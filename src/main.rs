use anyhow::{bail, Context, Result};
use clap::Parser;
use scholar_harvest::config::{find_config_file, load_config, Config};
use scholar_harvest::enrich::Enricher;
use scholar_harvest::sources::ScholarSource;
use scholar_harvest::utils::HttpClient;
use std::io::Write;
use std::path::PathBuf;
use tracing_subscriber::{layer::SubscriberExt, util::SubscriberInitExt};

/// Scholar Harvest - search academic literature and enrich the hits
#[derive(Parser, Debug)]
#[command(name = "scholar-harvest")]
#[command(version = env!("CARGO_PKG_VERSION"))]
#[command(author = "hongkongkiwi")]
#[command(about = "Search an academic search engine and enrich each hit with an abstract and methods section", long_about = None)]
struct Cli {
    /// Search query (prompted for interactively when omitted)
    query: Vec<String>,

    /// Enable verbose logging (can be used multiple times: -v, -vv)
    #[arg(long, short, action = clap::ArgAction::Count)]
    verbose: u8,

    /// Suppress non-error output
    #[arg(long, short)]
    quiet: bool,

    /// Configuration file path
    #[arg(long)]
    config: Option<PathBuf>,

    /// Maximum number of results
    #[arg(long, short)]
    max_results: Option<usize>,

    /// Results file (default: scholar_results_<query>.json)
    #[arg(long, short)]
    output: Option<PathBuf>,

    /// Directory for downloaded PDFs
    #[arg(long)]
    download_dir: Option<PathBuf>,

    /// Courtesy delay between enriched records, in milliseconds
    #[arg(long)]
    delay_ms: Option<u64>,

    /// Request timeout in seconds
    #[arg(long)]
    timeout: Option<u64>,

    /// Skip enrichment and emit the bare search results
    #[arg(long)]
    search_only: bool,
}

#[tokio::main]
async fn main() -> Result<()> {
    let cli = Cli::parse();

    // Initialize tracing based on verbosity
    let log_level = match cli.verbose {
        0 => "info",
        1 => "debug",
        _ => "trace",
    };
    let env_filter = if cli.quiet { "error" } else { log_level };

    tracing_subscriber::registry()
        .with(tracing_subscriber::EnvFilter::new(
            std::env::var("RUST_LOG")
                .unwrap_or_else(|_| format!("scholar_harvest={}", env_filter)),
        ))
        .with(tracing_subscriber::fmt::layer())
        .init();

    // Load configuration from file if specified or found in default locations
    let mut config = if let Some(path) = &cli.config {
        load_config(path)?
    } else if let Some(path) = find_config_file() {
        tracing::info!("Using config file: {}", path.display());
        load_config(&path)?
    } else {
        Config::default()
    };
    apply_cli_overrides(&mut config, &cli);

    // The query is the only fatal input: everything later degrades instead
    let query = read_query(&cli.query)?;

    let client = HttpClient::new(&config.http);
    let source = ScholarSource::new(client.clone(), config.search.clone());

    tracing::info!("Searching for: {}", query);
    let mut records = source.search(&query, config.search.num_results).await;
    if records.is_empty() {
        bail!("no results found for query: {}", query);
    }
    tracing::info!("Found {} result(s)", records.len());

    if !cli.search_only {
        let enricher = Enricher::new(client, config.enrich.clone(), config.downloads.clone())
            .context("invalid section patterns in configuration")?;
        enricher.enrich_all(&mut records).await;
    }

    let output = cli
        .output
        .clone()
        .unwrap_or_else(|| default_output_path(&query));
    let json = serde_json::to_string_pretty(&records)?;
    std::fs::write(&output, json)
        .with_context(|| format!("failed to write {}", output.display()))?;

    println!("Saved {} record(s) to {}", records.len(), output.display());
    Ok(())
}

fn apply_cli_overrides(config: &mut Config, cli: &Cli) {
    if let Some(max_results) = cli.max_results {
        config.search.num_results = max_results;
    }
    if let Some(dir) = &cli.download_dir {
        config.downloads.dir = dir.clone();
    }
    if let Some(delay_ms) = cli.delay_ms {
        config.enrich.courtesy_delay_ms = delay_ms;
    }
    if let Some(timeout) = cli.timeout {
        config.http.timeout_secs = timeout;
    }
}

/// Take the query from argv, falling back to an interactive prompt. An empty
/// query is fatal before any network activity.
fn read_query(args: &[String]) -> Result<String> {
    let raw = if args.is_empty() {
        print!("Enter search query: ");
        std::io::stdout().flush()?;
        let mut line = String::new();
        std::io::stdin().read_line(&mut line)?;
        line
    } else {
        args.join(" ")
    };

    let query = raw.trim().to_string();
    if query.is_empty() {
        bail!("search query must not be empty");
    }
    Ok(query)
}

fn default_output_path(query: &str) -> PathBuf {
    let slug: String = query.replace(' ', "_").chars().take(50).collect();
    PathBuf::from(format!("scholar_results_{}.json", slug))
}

++++++++

#### Work instructions:
Retype the entries exactly from the first line, stopping after the line with "use std::path::PathBuf;".

#### Result of the exercise:
filename src/main.rs
use anyhow::{bail, Context, Result};
use clap::Parser;
use scholar_harvest::config::{find_config_file, load_config, Config};
use scholar_harvest::enrich::Enricher;
use scholar_harvest::sources::ScholarSource;
use scholar_harvest::utils::HttpClient;
use std::io::Write;
use std::path::PathBuf;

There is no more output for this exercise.